Pedersen Synne Garder, Heiberg Guri Anita, Nielsen Jørgen Feldbæk, Friborg Oddgeir, Stabel Henriette Holm, Anke Audny, Arntzen Cathrine
Department of Rehabilitation, University Hospital of North Norway, Tromsø, Norway.
Department of Health and Care Science, Faculty of Health Sciences, University of Tromsø - Arctic University of Norway, Tromsø, Norway.
SAGE Open Med. 2018 Jan 8;6:2050312117752031. doi: 10.1177/2050312117752031. eCollection 2018.
There is a paucity of stroke-specific instruments to assess health-related quality of life in the Norwegian language. The objective was to examine the validity and reliability of a Norwegian version of the 12-domain Stroke-Specific Quality of Life scale.
A total of 125 stroke survivors were prospectively recruited. Questionnaires were administered at 3 months; 36 test-retests were performed at 12 months post stroke. The translation was conducted according to guidelines. The internal consistency was assessed with Cronbach's alpha; convergent validity, with item-to-subscale correlations; and test-retest, with Spearman's correlations. Scaling validity was explored by calculating both floor and ceiling effects. A priori hypotheses regarding the associations between the Stroke-Specific Quality of Life domain scores and scores of established measures were tested. Standard error of measurement was assessed.
The Norwegian version revealed no major changes in back translations. The internal consistency values of the domains were Cronbach's alpha = 0.79-0.93. Rates of missing items were small, and the item-to-subscale correlation coefficients supported convergent validity (0.48-0.87). The observed floor effects were generally small, whereas the ceiling effects had moderate or high values (16%-63%). Test-retest reliability indicated stability in most domains, with Spearman's rho = 0.67-0.94 (all p < 0.001), whereas the rho was 0.35 (p < 0.05) for the 'Vision' domain. Hypothesis testing supported the construct validity of the scale. Standard error of measurement values for each domain were generated to indicate the required magnitudes of detectable change.
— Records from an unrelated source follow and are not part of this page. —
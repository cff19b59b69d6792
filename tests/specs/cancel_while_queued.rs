//! Scenario 3 (spec §8): cancelling a build before the runner dequeues it
//! transitions it straight to `canceled` and drops it from the queue.

use owb_core::{BuildOptions, BuildRequest};

use crate::prelude::*;

fn request() -> BuildRequest {
    BuildRequest {
        profile_id: "home-ap".into(),
        platform: "tl-wdr4300".into(),
        target: "ath79".into(),
        subtarget: "generic".into(),
        version: "23.05.4".into(),
        options: BuildOptions::default(),
    }
}

#[test]
fn cancel_before_dequeue_marks_canceled_and_empties_the_queue() {
    let harness = Harness::new(FakeMake::Succeeding);
    harness.seed_profile("home-ap");
    let registry = harness.registry();

    let (record, created) = registry.create_build(request()).unwrap();
    assert!(created);

    let changed = registry.cancel_build(&record.build_id).unwrap();
    assert!(changed);

    let after = registry.get_build(&record.build_id).unwrap();
    assert_eq!(format!("{:?}", after.state).to_lowercase(), "canceled");

    // The queue no longer yields this build id; a runner that starts now
    // either finds the queue empty or, if the stale id reappears, drops it
    // on sight without invoking the executor.
    assert!(registry.queue().dequeue().unwrap().is_none());

    let mut runner = harness.spawn_runner();
    std::thread::sleep(std::time::Duration::from_millis(300));
    runner.kill();
    let still = registry.get_build(&record.build_id).unwrap();
    assert_eq!(format!("{:?}", still.state).to_lowercase(), "canceled");
}
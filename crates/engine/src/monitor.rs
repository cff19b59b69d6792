// SPDX-License-Identifier: BUSL-1.1
// Copyright (c) 2026 Alfred Jean LLC

//! Progress monitoring loop helpers (§4.5 "Progress monitoring loop"):
//! incremental log tailing by byte offset, and the 2-second progress
//! ticker capped at 92.

use std::fs::File;
use std::io::{Read, Seek, SeekFrom};
use std::path::{Path, PathBuf};
use std::time::{Duration, Instant};

/// Maximum bytes read from a log file per poll (§4.5).
pub const CHUNK_CAP: usize = 8 * 1024;

/// How often the monitoring loop polls `cancel_requested` and log growth.
pub const POLL_INTERVAL: Duration = Duration::from_millis(200);

/// How often progress is bumped while the build runs.
pub const PROGRESS_TICK: Duration = Duration::from_secs(2);

/// Progress ceiling while the child is still running; 93 is reserved for
/// "child just exited" and 95-99 for artifact collection.
pub const PROGRESS_BUILDING_CAP: u8 = 92;

/// Tracks how much of a log file has already been read, so repeated polls
/// only return newly appended bytes.
pub struct LogTailer {
    path: PathBuf,
    offset: u64,
}

impl LogTailer {
    pub fn new(path: impl Into<PathBuf>) -> Self {
        Self {
            path: path.into(),
            offset: 0,
        }
    }

    /// Reads up to [`CHUNK_CAP`] newly appended bytes, UTF-8 decoded with
    /// replacement. Returns `None` if nothing new is available.
    pub fn read_new(&mut self) -> std::io::Result<Option<String>> {
        let mut file = match File::open(&self.path) {
            Ok(f) => f,
            Err(e) if e.kind() == std::io::ErrorKind::NotFound => return Ok(None),
            Err(e) => return Err(e),
        };
        let len = file.metadata()?.len();
        if len <= self.offset {
            return Ok(None);
        }
        file.seek(SeekFrom::Start(self.offset))?;
        let mut buf = vec![0u8; CHUNK_CAP];
        let n = file.read(&mut buf)?;
        if n == 0 {
            return Ok(None);
        }
        buf.truncate(n);
        self.offset += n as u64;
        Ok(Some(String::from_utf8_lossy(&buf).into_owned()))
    }

    pub fn path(&self) -> &Path {
        &self.path
    }
}

/// Bumps `progress` by 1 every [`PROGRESS_TICK`], capped at
/// [`PROGRESS_BUILDING_CAP`] (§4.5 step 3).
pub struct ProgressTicker {
    last_bump: Instant,
}

impl ProgressTicker {
    pub fn new(now: Instant) -> Self {
        Self { last_bump: now }
    }

    /// Returns the new progress value if a tick elapsed, else `None`.
    pub fn maybe_bump(&mut self, now: Instant, current: u8) -> Option<u8> {
        if current >= PROGRESS_BUILDING_CAP {
            return None;
        }
        if now.duration_since(self.last_bump) < PROGRESS_TICK {
            return None;
        }
        self.last_bump = now;
        Some((current + 1).min(PROGRESS_BUILDING_CAP))
    }
}

#[cfg(test)]
#[path = "monitor_tests.rs"]
mod tests;
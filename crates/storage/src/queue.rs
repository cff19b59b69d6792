// SPDX-License-Identifier: BUSL-1.1
// Copyright (c) 2026 Alfred Jean LLC

//! Persistent FIFO queue of pending build IDs (C2).
//!
//! Every operation takes a single exclusive inter-process advisory lock on a
//! sidecar `.lock` file for the duration of its read-modify-write cycle
//! (§4.2, §5). Malformed queue documents are treated as empty rather than
//! surfaced as errors, and get normalized on the next write.

use std::fs::OpenOptions;
use std::path::{Path, PathBuf};

use fs2::FileExt;
use owb_core::BuildId;
use serde::{Deserialize, Serialize};
use thiserror::Error;
use tracing::debug;

use crate::atomic::{read_json, write_json_atomic, AtomicWriteError};

#[derive(Debug, Error)]
pub enum QueueError {
    #[error("io error: {0}")]
    Io(#[from] std::io::Error),
    #[error("write error: {0}")]
    Write(#[from] AtomicWriteError),
}

#[derive(Debug, Clone, Default, Serialize, Deserialize)]
struct QueueDoc {
    items: Vec<BuildId>,
    #[serde(default)]
    updated_at: Option<String>,
}

/// Durable FIFO queue document at `builds_dir/queue.json`, guarded by a
/// sidecar `builds_dir/queue.json.lock`.
pub struct BuildQueue {
    doc_path: PathBuf,
    lock_path: PathBuf,
}

impl BuildQueue {
    pub fn new(builds_dir: impl Into<PathBuf>) -> Self {
        let builds_dir = builds_dir.into();
        Self {
            doc_path: builds_dir.join("queue.json"),
            lock_path: builds_dir.join("queue.json.lock"),
        }
    }

    /// Snapshot of pending build IDs in FIFO order.
    pub fn list(&self) -> Result<Vec<BuildId>, QueueError> {
        let _guard = self.lock()?;
        Ok(self.load()?.items)
    }

    /// Appends `build_id` if absent. Returns `false` if already present.
    pub fn enqueue(&self, build_id: &BuildId) -> Result<bool, QueueError> {
        let _guard = self.lock()?;
        let mut doc = self.load()?;
        if doc.items.contains(build_id) {
            return Ok(false);
        }
        doc.items.push(build_id.clone());
        self.save(&mut doc)?;
        debug!(build_id = %build_id, depth = doc.items.len(), "enqueued build");
        Ok(true)
    }

    /// Removes and returns the head of the queue, or `None` when empty.
    pub fn dequeue(&self) -> Result<Option<BuildId>, QueueError> {
        let _guard = self.lock()?;
        let mut doc = self.load()?;
        if doc.items.is_empty() {
            return Ok(None);
        }
        let head = doc.items.remove(0);
        self.save(&mut doc)?;
        debug!(build_id = %head, depth = doc.items.len(), "dequeued build");
        Ok(Some(head))
    }

    /// Removes any occurrence of `build_id`. Returns `true` if one was removed.
    pub fn remove(&self, build_id: &BuildId) -> Result<bool, QueueError> {
        let _guard = self.lock()?;
        let mut doc = self.load()?;
        let before = doc.items.len();
        doc.items.retain(|id| id != build_id);
        let removed = doc.items.len() != before;
        if removed {
            self.save(&mut doc)?;
            debug!(build_id = %build_id, "removed build from queue");
        }
        Ok(removed)
    }

    fn lock(&self) -> Result<QueueLockGuard, QueueError> {
        if let Some(parent) = self.lock_path.parent() {
            std::fs::create_dir_all(parent)?;
        }
        let file = OpenOptions::new()
            .create(true)
            .truncate(false)
            .read(true)
            .write(true)
            .open(&self.lock_path)?;
        file.lock_exclusive()?;
        Ok(QueueLockGuard { file })
    }

    fn load(&self) -> Result<QueueDoc, QueueError> {
        Ok(read_json::<QueueDoc>(&self.doc_path)
            .unwrap_or(None)
            .unwrap_or_default())
    }

    fn save(&self, doc: &mut QueueDoc) -> Result<(), QueueError> {
        doc.updated_at = Some(crate::now_rfc3339());
        write_json_atomic(&self.doc_path, doc)?;
        Ok(())
    }
}

struct QueueLockGuard {
    file: std::fs::File,
}

impl Drop for QueueLockGuard {
    fn drop(&mut self) {
        let _ = self.file.unlock();
    }
}

#[cfg(test)]
#[path = "queue_tests.rs"]
mod tests;
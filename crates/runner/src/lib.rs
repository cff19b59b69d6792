// SPDX-License-Identifier: BUSL-1.1
// Copyright (c) 2026 Alfred Jean LLC

// Allow panic!/unwrap/expect in test code
#![cfg_attr(test, allow(clippy::panic))]
#![cfg_attr(test, allow(clippy::unwrap_used))]
#![cfg_attr(test, allow(clippy::expect_used))]

//! owb-runner: the build runner loop (C6) and single-runner lock (C7).
//!
//! Ties the durable registry (`owb_storage`) to the executor (`owb_engine`)
//! behind a single cooperative loop, under an exclusive process-wide lock.

pub mod env;
pub mod lock;
pub mod recovery;
pub mod runner;

pub use env::{EnvError, RunnerEnv};
pub use lock::RunnerLock;
pub use recovery::requeue_running_on_startup;
pub use runner::{run_forever, step, BuildExecutor, EngineExecutor, DEFAULT_POLL_INTERVAL};
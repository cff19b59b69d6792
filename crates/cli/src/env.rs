// SPDX-License-Identifier: BUSL-1.1
// Copyright (c) 2026 Alfred Jean LLC

//! Centralized environment variable access for the `owb` CLI.
//!
//! Narrower than the runner's: the CLI never executes a build, so it only
//! needs the record roots, not the toolchain/workspace directories.

use std::path::PathBuf;

#[derive(Debug, thiserror::Error)]
pub enum EnvError {
    #[error("required environment variable {0} is not set")]
    MissingVar(&'static str),
}

/// Resolved process configuration for `owb`, read once at startup.
#[derive(Debug, Clone)]
pub struct CliEnv {
    pub builds_dir: PathBuf,
    pub profiles_dir: PathBuf,
    pub lists_dir: PathBuf,
}

impl CliEnv {
    /// Reads the `OPENWRT_BUILDER_*` variable family, failing on the first
    /// unset one.
    pub fn load() -> Result<Self, EnvError> {
        Ok(Self {
            builds_dir: required("OPENWRT_BUILDER_BUILDS_DIR")?,
            profiles_dir: required("OPENWRT_BUILDER_PROFILES_DIR")?,
            lists_dir: required("OPENWRT_BUILDER_LISTS_DIR")?,
        })
    }
}

fn required(var: &'static str) -> Result<PathBuf, EnvError> {
    std::env::var(var)
        .map(PathBuf::from)
        .map_err(|_| EnvError::MissingVar(var))
}

#[cfg(test)]
#[path = "env_tests.rs"]
mod tests;
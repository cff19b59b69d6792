//! Scenario 6 (spec §8): a `make` failure whose stderr names a missing
//! package is classified as `package_conflict_or_not_found`, not a generic
//! failure, and the offending line survives in the log tail.

use owb_core::{BuildOptions, BuildRequest};

use crate::prelude::*;

fn request() -> BuildRequest {
    BuildRequest {
        profile_id: "home-ap".into(),
        platform: "tl-wdr4300".into(),
        target: "ath79".into(),
        subtarget: "generic".into(),
        version: "23.05.4".into(),
        options: BuildOptions::default(),
    }
}

#[test]
fn unknown_package_failure_is_classified_and_logged() {
    let harness = Harness::new(FakeMake::Failing);
    harness.seed_profile("home-ap");
    let registry = harness.registry();

    let (record, _created) = registry.create_build(request()).unwrap();
    let mut runner = harness.spawn_runner();

    assert!(
        wait_for_state(&registry, &record.build_id, &["failed"]),
        "build should reach failed"
    );
    runner.kill();

    let final_record = registry.get_build(&record.build_id).unwrap();
    assert_eq!(final_record.message.as_deref(), Some("package_conflict_or_not_found"));

    let logs = registry.get_build_logs(&record.build_id, None).unwrap();
    assert!(
        logs.stderr.contains("Unknown package 'xyz'"),
        "stderr tail should retain the original diagnostic, got: {}",
        logs.stderr
    );
}
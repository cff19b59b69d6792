// SPDX-License-Identifier: BUSL-1.1
// Copyright (c) 2026 Alfred Jean LLC

use super::*;

#[test]
fn no_space_left_wins_over_everything() {
    let msg = classify_failure("building...", "write error: No space left on device", 1);
    assert_eq!(msg, "no_space_left");
}

#[test]
fn image_too_big_captures_sizes() {
    let msg = classify_failure("", "Error: image is too big: 16777216 > 16252928", 1);
    assert_eq!(msg, "image_too_big:built=16777216:max=16252928");
}

#[test]
fn curl_failure_classified_as_download_failed() {
    let msg = classify_failure("", "curl: (6) Could not resolve host: downloads.openwrt.org", 1);
    assert_eq!(msg, "imagebuilder_download_failed");
}

#[test]
fn unknown_package_classified_as_conflict() {
    let msg = classify_failure("Unknown package 'xyz'", "", 1);
    assert_eq!(msg, "package_conflict_or_not_found");
}

#[test]
fn collected_errors_marker_classified_as_conflict() {
    let msg = classify_failure("", "opkg: Collected errors:\n * satisfy_dependencies_for", 1);
    assert_eq!(msg, "package_conflict_or_not_found");
}

#[test]
fn falls_back_to_stderr_tail_when_no_pattern_matches() {
    let msg = classify_failure("some stdout noise", "boom: unexpected linker failure", 2);
    assert_eq!(msg, "boom: unexpected linker failure");
}

#[test]
fn falls_back_to_stdout_tail_when_stderr_empty() {
    let msg = classify_failure("make: *** [target] Error 2", "   \n", 2);
    assert_eq!(msg, "make: *** [target] Error 2");
}

#[test]
fn falls_back_to_make_failed_when_both_logs_empty() {
    let msg = classify_failure("", "", 2);
    assert_eq!(msg, "make_failed:2");
}

#[test]
fn classification_window_keeps_only_trailing_characters() {
    let long_stderr = "x".repeat(4000) + "No space left on device";
    let msg = classify_failure("", &long_stderr, 1);
    assert_eq!(msg, "no_space_left");
}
The Norwegian version of the Stroke-Specific Quality of Life scale is a reliable and valid instrument with good psychometric properties. It is suited for use in health research as well as in individual assessments of persons with stroke.
挪威语中缺乏专门用于评估中风患者健康相关生活质量的工具。目的是检验挪威语版12个领域的中风特异性生活质量量表的有效性和可靠性。
前瞻性招募了125名中风幸存者。在3个月时进行问卷调查;在中风后12个月进行了36次重测。翻译按照指南进行。用Cronbach's alpha评估内部一致性;用项目与子量表的相关性评估收敛效度;用Spearman相关性评估重测信度。通过计算地板效应和天花板效应来探索量表效度。检验了关于中风特异性生活质量领域得分与既定测量得分之间关联的先验假设。评估了测量标准误差。
挪威语版的回译未显示重大变化。各领域的内部一致性值为Cronbach's alpha = 0.79 - 0.93。缺失项目的发生率较低,项目与子量表的相关系数支持收敛效度(0.48 - 0.87)。观察到的地板效应一般较小,而天花板效应具有中度或较高值(16% - 63%)。重测信度表明大多数领域具有稳定性,Spearman's rho = 0.67 - 0.94(所有p < 0.001),而“视力”领域的rho为0.35(p < 0.05)。假设检验支持该量表的结构效度。生成了每个领域的测量标准误差值,以表明可检测变化所需的幅度。
挪威语版的中风特异性生活质量量表是一种可靠有效的工具,具有良好的心理测量特性。它适用于健康研究以及中风患者的个体评估。